- WORK INSTRUCTION
In the records that come next, find every line with "recv". Return those lines.
*** RECORD EXTRACTS ***
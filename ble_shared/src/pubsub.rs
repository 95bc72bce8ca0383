//! Internal broadcast-style fan-out used between background tasks (e.g. the
//! HCI engine handing asynchronous events to the Adapter/Device state
//! machines). Each subscriber gets its own unbounded channel and a clone of
//! every published item; a send failure just drops that subscriber.
//!
//! This is distinct from [`crate::listener::ListenerList`], which backs the
//! public callback-trait surface (`AdapterStatusListener`, `GattCharListener`)
//! and favors direct synchronous dispatch over channels.

use thiserror::Error;
use tokio::sync::{mpsc, oneshot};

#[derive(Clone, Error, Debug)]
pub enum PubSubError {
    #[error("failed to subscribe to event stream")]
    SubscriptionFailed,
}

pub struct SubscriptionReq<T> {
    tx: mpsc::UnboundedSender<T>,
    ready_tx: oneshot::Sender<()>,
}

/// Spawns the fan-out task owning `subs`. Drop `msg_tx`/`sub_tx` to stop it.
pub fn spawn_fan_out<T>(mut msg_rx: mpsc::Receiver<T>, mut sub_rx: mpsc::Receiver<SubscriptionReq<T>>)
where
    T: Clone + Send + Sync + 'static,
{
    tokio::spawn(async move {
        struct Subscription<T> {
            tx: mpsc::UnboundedSender<T>,
        }
        let mut subs: Vec<Subscription<T>> = vec![];
        loop {
            tokio::select! {
                msg = msg_rx.recv(), if !subs.is_empty() => {
                    match msg {
                        Some(item) => {
                            subs.retain(|sub| sub.tx.send(item.clone()).is_ok());
                        }
                        None => break,
                    }
                },
                sub_req = sub_rx.recv() => {
                    match sub_req {
                        Some(SubscriptionReq { tx, ready_tx }) => {
                            let _ = ready_tx.send(());
                            subs.push(Subscription { tx });
                        }
                        None => break,
                    }
                },
            }
        }
    });
}

pub async fn subscribe<T>(
    sub_tx: &mut mpsc::Sender<SubscriptionReq<T>>,
) -> Result<mpsc::UnboundedReceiver<T>, PubSubError>
where
    T: Clone + Send + Sync + 'static,
{
    let (tx, rx) = mpsc::unbounded_channel();
    let (ready_tx, ready_rx) = oneshot::channel();
    sub_tx
        .send(SubscriptionReq { tx, ready_tx })
        .await
        .map_err(|_| PubSubError::SubscriptionFailed)?;
    ready_rx.await.map_err(|_| PubSubError::SubscriptionFailed)?;
    Ok(rx)
}

#[cfg(test)]
mod tests {
    use super::*;

    #[tokio::test]
    async fn fan_out_delivers_to_all_subscribers() {
        let (msg_tx, msg_rx) = mpsc::channel(8);
        let (mut sub_tx, sub_rx) = mpsc::channel(8);
        spawn_fan_out::<u32>(msg_rx, sub_rx);

        let mut a = subscribe(&mut sub_tx).await.unwrap();
        let mut b = subscribe(&mut sub_tx).await.unwrap();

        msg_tx.send(7).await.unwrap();
        assert_eq!(a.recv().await, Some(7));
        assert_eq!(b.recv().await, Some(7));
    }

    #[tokio::test]
    async fn dropped_subscriber_does_not_break_fan_out() {
        let (msg_tx, msg_rx) = mpsc::channel(8);
        let (mut sub_tx, sub_rx) = mpsc::channel(8);
        spawn_fan_out::<u32>(msg_rx, sub_rx);

        {
            let _dropped = subscribe(&mut sub_tx).await.unwrap();
        }
        let mut alive = subscribe(&mut sub_tx).await.unwrap();

        msg_tx.send(1).await.unwrap();
        assert_eq!(alive.recv().await, Some(1));
    }
}
//! Little-endian octet writer for outbound HCI/L2CAP/ATT/SMP frames.

use uuid::Uuid;

use ble_shared::{Address, UuidExt};

#[derive(Default)]
pub struct Writer {
    buf: Vec<u8>,
}

impl Writer {
    pub fn new() -> Self {
        Self::default()
    }

    pub fn with_capacity(cap: usize) -> Self {
        Self {
            buf: Vec::with_capacity(cap),
        }
    }

    pub fn into_vec(self) -> Vec<u8> {
        self.buf
    }

    pub fn as_slice(&self) -> &[u8] {
        &self.buf
    }

    pub fn len(&self) -> usize {
        self.buf.len()
    }

    pub fn is_empty(&self) -> bool {
        self.buf.is_empty()
    }

    pub fn put_u8(&mut self, v: u8) -> &mut Self {
        self.buf.push(v);
        self
    }

    pub fn put_u16_le(&mut self, v: u16) -> &mut Self {
        self.buf.extend_from_slice(&v.to_le_bytes());
        self
    }

    pub fn put_u32_le(&mut self, v: u32) -> &mut Self {
        self.buf.extend_from_slice(&v.to_le_bytes());
        self
    }

    pub fn put_u64_le(&mut self, v: u64) -> &mut Self {
        self.buf.extend_from_slice(&v.to_le_bytes());
        self
    }

    pub fn put_bytes(&mut self, bytes: &[u8]) -> &mut Self {
        self.buf.extend_from_slice(bytes);
        self
    }

    pub fn put_address(&mut self, addr: Address) -> &mut Self {
        self.buf.extend_from_slice(&addr.to_hci_bytes());
        self
    }

    /// Writes the short 16-bit form. Caller is responsible for having
    /// checked `uuid.short_form_u16().is_some()` beforehand; this truncates
    /// to the low 16 bits of the short-form field otherwise.
    pub fn put_uuid16(&mut self, uuid: &Uuid) -> &mut Self {
        let short = uuid.short_form_u16().unwrap_or(0);
        self.put_u16_le(short)
    }

    pub fn put_uuid32(&mut self, uuid: &Uuid) -> &mut Self {
        let short = uuid.short_form_u32().unwrap_or(0);
        self.put_u32_le(short)
    }

    /// Writes the full 128-bit UUID, wire-reversed as ATT/GATT requires.
    pub fn put_uuid128(&mut self, uuid: &Uuid) -> &mut Self {
        let be = uuid.as_bytes();
        for i in (0..16).rev() {
            self.buf.push(be[i]);
        }
        self
    }

    /// Writes whichever short form fits, falling back to the full 128-bit
    /// form; returns the byte width actually written (2, 4, or 16).
    pub fn put_uuid_compact(&mut self, uuid: &Uuid) -> usize {
        if let Some(short) = uuid.short_form_u16() {
            self.put_u16_le(short);
            2
        } else if let Some(short) = uuid.short_form_u32() {
            self.put_u32_le(short);
            4
        } else {
            self.put_uuid128(uuid);
            16
        }
    }
}

#[cfg(test)]
mod tests {
    use super::*;
    use crate::reader::Reader;

    #[test]
    fn integers_round_trip() {
        let mut w = Writer::new();
        w.put_u8(0xAB).put_u16_le(0x1234).put_u32_le(0xDEADBEEF);
        let bytes = w.into_vec();
        let mut r = Reader::new(&bytes);
        assert_eq!(r.get_u8().unwrap(), 0xAB);
        assert_eq!(r.get_u16_le().unwrap(), 0x1234);
        assert_eq!(r.get_u32_le().unwrap(), 0xDEADBEEF);
    }

    #[test]
    fn uuid_compact_prefers_shortest_form() {
        let battery_level = Uuid::from_u16(0x2A19);
        let mut w = Writer::new();
        let width = w.put_uuid_compact(&battery_level);
        assert_eq!(width, 2);
        let bytes = w.into_vec();
        let mut r = Reader::new(&bytes);
        assert_eq!(r.get_uuid16().unwrap(), battery_level);
    }

    #[test]
    fn uuid128_round_trips_through_wire_order() {
        let custom = Uuid::parse_str("12345678-1234-5678-1234-56789abcdef0").unwrap();
        let mut w = Writer::new();
        w.put_uuid128(&custom);
        let bytes = w.into_vec();
        let mut r = Reader::new(&bytes);
        assert_eq!(r.get_uuid128().unwrap(), custom);
    }

    #[test]
    fn address_round_trips() {
        let addr: Address = "1A:2B:3C:4D:5E:6F".parse().unwrap();
        let mut w = Writer::new();
        w.put_address(addr);
        let bytes = w.into_vec();
        let mut r = Reader::new(&bytes);
        assert_eq!(r.get_address().unwrap(), addr);
    }
}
*** End of RECORD EXTRACTS ***
- PROBLEM SOLUTION
                msg = msg_rx.recv(), if !subs.is_empty() => {
                sub_req = sub_rx.recv() => {
        assert_eq!(a.recv().await, Some(7));
        assert_eq!(b.recv().await, Some(7));
        assert_eq!(alive.recv().await, Some(1));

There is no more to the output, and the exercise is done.